At the start of the new decade, a boom had been forecast for the global cruiseliner industry − which, over the years, has consistently increased in the size and value of cruiseliners, reaching up to 228,000 tonnes and $1.4bn to date. No fewer than 19 new-build cruiseliners with a collective value of over $9bn were scheduled to be delivered in 2020.

COVID-19 lockdown measures imposed across the globe have, however, resulted in widespread disruption of cruise ship operations and a corresponding disruption to the financing arrangements in place between financiers and cruiseliner companies as borrowers under traditional facility agreements.

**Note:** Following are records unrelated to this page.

//! Logical fields: the stable names downstream code reads by.

use std::fmt;

use serde::Serialize;
use vsop_table::TableKind;

#[derive(Debug, Clone, Copy, PartialEq, Eq, Hash, PartialOrd, Ord, Serialize)]
#[serde(rename_all = "snake_case")]
pub enum LogicalField {
    // performances
    SongTitle,
    Vocalist,
    Order,
    /// Identifier of the parent event, as written in the performances table.
    ParentEvent,
    VideoReference,
    StartOffset,
    RepeatKey,
    Duration,

    // events
    EventId,
    Title,
    Date,
    Venue,
    Status,
    VideoBaseLink,
}

impl LogicalField {
    pub const PERFORMANCES: [LogicalField; 8] = [
        LogicalField::SongTitle,
        LogicalField::Vocalist,
        LogicalField::Order,
        LogicalField::ParentEvent,
        LogicalField::VideoReference,
        LogicalField::StartOffset,
        LogicalField::RepeatKey,
        LogicalField::Duration,
    ];

    pub const EVENTS: [LogicalField; 6] = [
        LogicalField::EventId,
        LogicalField::Title,
        LogicalField::Date,
        LogicalField::Venue,
        LogicalField::Status,
        LogicalField::VideoBaseLink,
    ];

    /// Stable key used in config files and diagnostics.
    pub fn key(&self) -> &'static str {
        match self {
            LogicalField::SongTitle => "song_title",
            LogicalField::Vocalist => "vocalist",
            LogicalField::Order => "order",
            LogicalField::ParentEvent => "parent_event",
            LogicalField::VideoReference => "video_reference",
            LogicalField::StartOffset => "start_offset",
            LogicalField::RepeatKey => "repeat_key",
            LogicalField::Duration => "duration",
            LogicalField::EventId => "event_id",
            LogicalField::Title => "title",
            LogicalField::Date => "date",
            LogicalField::Venue => "venue",
            LogicalField::Status => "status",
            LogicalField::VideoBaseLink => "video_base_link",
        }
    }

    pub fn parse(key: &str) -> Option<Self> {
        Self::PERFORMANCES
            .iter()
            .chain(Self::EVENTS.iter())
            .copied()
            .find(|f| f.key() == key.trim())
    }

    /// The table this field is read from.
    pub fn table(&self) -> TableKind {
        if Self::PERFORMANCES.contains(self) {
            TableKind::Performances
        } else {
            TableKind::Events
        }
    }

    pub fn for_table(kind: TableKind) -> &'static [LogicalField] {
        match kind {
            TableKind::Performances => &Self::PERFORMANCES,
            TableKind::Events => &Self::EVENTS,
        }
    }
}

impl fmt::Display for LogicalField {
    fn fmt(&self, f: &mut fmt::Formatter<'_>) -> fmt::Result {
        f.write_str(self.key())
    }
}
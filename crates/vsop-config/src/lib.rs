//! vsop-config
//!
//! Layered YAML configuration for the live-history tools.
//!
//! Documents are merged in order (earlier = base, later = override), converted
//! to JSON, canonicalized and hashed so two runs can prove they used the same
//! effective configuration. Typed views over the merged document live in
//! [`sections`].

pub mod sections;

pub use sections::{
    AppConfig, EventsSection, FieldOverride, LinkSection, SchemaSection, SourceKind,
    SourceSection,
};

use anyhow::{bail, Context, Result};
use serde::{Deserialize, Serialize};
use serde_json::Value;
use sha2::{Digest, Sha256};
use std::collections::BTreeSet;
use std::fs;

/// Environment variable that overrides `/source/sheet_base_url`.
pub const ENV_SHEET_BASE_URL: &str = "VSOP_SHEET_BASE_URL";

/// JSON-pointer prefixes read by the tools.
///
/// A leaf under any of these prefixes is "consumed"; everything else is
/// reported by [`report_unused_keys`]. Keep this in step with `sections.rs`.
pub const CONSUMED_POINTERS: &[&str] = &[
    "/source/kind",
    "/source/performances",
    "/source/events",
    "/source/sheet_base_url",
    "/schema/virtual_suffix",
    "/schema/do_not_match_markers",
    "/schema/fields",
    "/events/scheduled_status",
    "/events/sort_by_date",
    "/link/watch_url",
    "/link/host_markers",
];

#[derive(Debug, Clone, Copy, PartialEq, Eq)]
pub enum UnusedKeyPolicy {
    Warn,
    Fail,
}

#[derive(Debug, Clone, Serialize, Deserialize)]
pub struct UnusedKeyReport {
    /// Consumed JSON-pointer prefixes used for this analysis (sorted, unique)
    pub consumed_prefixes: Vec<String>,
    /// Unused leaf pointers (sorted)
    pub unused_leaf_pointers: Vec<String>,
}

impl UnusedKeyReport {
    pub fn is_clean(&self) -> bool {
        self.unused_leaf_pointers.is_empty()
    }
}

/// Produce an unused-key report for a merged config document.
///
/// `Fail` returns an error when unused keys exist; `Warn` always returns the report.
pub fn report_unused_keys(config_json: &Value, policy: UnusedKeyPolicy) -> Result<UnusedKeyReport> {
    let consumed: BTreeSet<String> = CONSUMED_POINTERS
        .iter()
        .map(|p| normalize_pointer(p))
        .collect();
    let consumed_prefixes: Vec<String> = consumed.into_iter().collect();

    let mut leaves: Vec<String> = Vec::new();
    collect_leaf_pointers(config_json, "", &mut leaves);

    let mut unused: Vec<String> = leaves
        .into_iter()
        .filter(|leaf| !consumed_prefixes.iter().any(|cp| is_prefix_pointer(cp, leaf)))
        .collect();
    unused.sort();
    unused.dedup();

    let report = UnusedKeyReport {
        consumed_prefixes,
        unused_leaf_pointers: unused,
    };

    if policy == UnusedKeyPolicy::Fail && !report.is_clean() {
        bail!(
            "CONFIG_UNUSED_KEYS: {} unused config leaf key(s) detected. First few: {}",
            report.unused_leaf_pointers.len(),
            preview_list(&report.unused_leaf_pointers, 12)
        );
    }

    Ok(report)
}

fn normalize_pointer(p: &str) -> String {
    let mut s = p.trim().to_string();
    if s.is_empty() {
        return "/".to_string();
    }
    if !s.starts_with('/') {
        s.insert(0, '/');
    }
    while s.ends_with('/') && s.len() > 1 {
        s.pop();
    }
    s
}

/// "/a/b" consumes "/a/b" and "/a/b/c" but not "/a/bc".
fn is_prefix_pointer(prefix: &str, leaf: &str) -> bool {
    if prefix == "/" || leaf == prefix {
        return true;
    }
    leaf.strip_prefix(prefix)
        .map(|rest| rest.starts_with('/'))
        .unwrap_or(false)
}

fn collect_leaf_pointers(v: &Value, prefix: &str, out: &mut Vec<String>) {
    match v {
        Value::Object(map) if !map.is_empty() => {
            for (k, vv) in map.iter() {
                let next = format!("{}/{}", prefix, escape_pointer_token(k));
                collect_leaf_pointers(vv, &next, out);
            }
        }
        Value::Array(arr) if !arr.is_empty() => {
            for (i, vv) in arr.iter().enumerate() {
                let next = format!("{}/{}", prefix, i);
                collect_leaf_pointers(vv, &next, out);
            }
        }
        _ => {
            let p = if prefix.is_empty() {
                "/".to_string()
            } else {
                prefix.to_string()
            };
            out.push(p);
        }
    }
}

fn escape_pointer_token(s: &str) -> String {
    s.replace('~', "~0").replace('/', "~1")
}

fn preview_list(items: &[String], n: usize) -> String {
    let take = items.iter().take(n).cloned().collect::<Vec<_>>();
    format!("{:?}", take)
}

#[derive(Debug, Clone)]
pub struct LoadedConfig {
    pub config_hash: String,
    pub canonical_json: String,
    pub config_json: Value,
}

impl LoadedConfig {
    /// An empty document: every section takes its built-in defaults.
    pub fn empty() -> Result<Self> {
        load_layered_yaml_from_strings(&[])
    }

    /// Typed view over the merged document.
    pub fn app_config(&self) -> Result<AppConfig> {
        serde_json::from_value(self.config_json.clone()).context("config does not match schema")
    }
}

pub fn load_layered_yaml(paths: &[&str]) -> Result<LoadedConfig> {
    let mut docs: Vec<String> = Vec::new();
    for p in paths {
        let raw =
            fs::read_to_string(p).with_context(|| format!("failed to read yaml path: {p}"))?;
        docs.push(raw);
    }

    let doc_refs: Vec<&str> = docs.iter().map(|s| s.as_str()).collect();
    load_layered_yaml_from_strings(&doc_refs)
}

pub fn load_layered_yaml_from_strings(yaml_docs: &[&str]) -> Result<LoadedConfig> {
    let mut merged = serde_json::json!({});
    for raw in yaml_docs {
        let v_yaml: serde_yaml::Value = serde_yaml::from_str(raw).context("invalid yaml")?;
        // An empty YAML document parses as null; it contributes nothing.
        if v_yaml.is_null() {
            continue;
        }
        let v_json = serde_json::to_value(v_yaml).context("yaml->json conversion failed")?;
        merged = deep_merge(merged, v_json);
    }

    let canonical_json = canonicalize_json(&merged)?;
    let config_hash = sha256_hex(canonical_json.as_bytes());
    Ok(LoadedConfig {
        config_hash,
        canonical_json,
        config_json: merged,
    })
}

/// Objects merge key-by-key; any other value in `b` replaces `a` (lists included).
fn deep_merge(a: Value, b: Value) -> Value {
    match (a, b) {
        (Value::Object(mut a_map), Value::Object(b_map)) => {
            for (k, b_val) in b_map {
                let a_val = a_map.remove(&k).unwrap_or(Value::Null);
                a_map.insert(k, deep_merge(a_val, b_val));
            }
            Value::Object(a_map)
        }
        (_, b_other) => b_other,
    }
}

fn canonicalize_json(v: &Value) -> Result<String> {
    // serde_json's default Map is ordered by key, so compact serialization is canonical.
    serde_json::to_string(v).context("canonical json serialize failed")
}

fn sha256_hex(bytes: &[u8]) -> String {
    let mut hasher = Sha256::new();
    hasher.update(bytes);
    hex::encode(hasher.finalize())
}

The outbreak of COVID-19 has had a major impact on global shipping, impacting all sectors from passenger to container ships and oil tankers. Unlike general commercial shipping activities which continued to function at reduced levels, cruiseline opera­tors have faced an unprecedented total shutdown of operations almost overnight.

In addition to loss of income-generating capacity, operators have also been confronted with the additional burden of liability claims for the return of deposits on cancelled holidays.

The industry’s reaction to this extraordinary situation was to seek ways to ‘weather the storm’ until operations could return to normal, failure of which would have resulted in defaults under loan facilities as well as deferred or even cancelled orders in the case of new build vessels.

In either case, this would have been detrimental to the parties concerned, as well as the economies of cruise shipbuilding nations, notably Germany, Italy, France, Norway and Finland. Anxious to avoid such a situation and to maintain cruiseliner firms’ good standing during the suspension of operations, financiers were quick to offer borrowers debt restructuring solutions.

To fill the short-term liquidity void, lenders have acceded to requests across the cruiseliner industry for debt holidays until spring 2021. By virtue of debt holi­days or debt repayment extensions, cruiseliner companies have been granted the opportunity to defer payment obligations to a later date, thereby giving them the means to better manage their cash flow during periods of no or limited revenue, without giving rise to debt forgiveness.

But with the cut-off period for such moratoriums approaching there is growing concern within the cruiseliner industry about the ramifications of a continued depressed environment as we enter the fourth quarter of 2020.

To date, major cruise liners ope­rating in the US have agreed to keep the suspension of their cruise operations until at least October 31, while across the Atlantic cruiseliner companies resumed operations in an attempt to restart economic motors.

Safety measures that have been imposed and consumer safety trust issues have, however, led to the operation of cruise ships at lower capacity than necessary with a view to stem the continued haemorrhaging. Indeed, the international climate has led stakeholders to suggest that cruiseliner companies will almost certainly require extended debt holidays come spring 2021 and that such extended debt holi­days may even be voluntarily offered by financiers.

The extension of payment holidays will likely depend on several factors, including longstanding relationships between financiers and cruiseliner companies and their proven reliabi­lity in times of crises – which may be ascertained from the borrower’s proactive approach during the current and previous downturns over the years.

As with most industries, the continued impact of COVID-19 on the cruiseliner industry is a fluid one as we enter the fourth quarter of 2020. As a natural reaction to the debilitating effects of the pandemic, the new build cruiseliner market for deliveries post-2022 has all but ceased. Yet it is clear that the shipping industry as a whole is better positioned to withstand the current market slowdown than it was during previous market meltdowns.

Financiers are motivated towards helping the industry through the financial consequences of travel restrictions and health issues and there is reason to believe that the availability of deferred payment obligations until spring 2021 will be extended further. 

These extensions will almost certainly be essential to carry the industry through what is forecast to be another difficult year ahead and will go a long way in instilling renewed optimism to an industry facing its most severe downturn in history.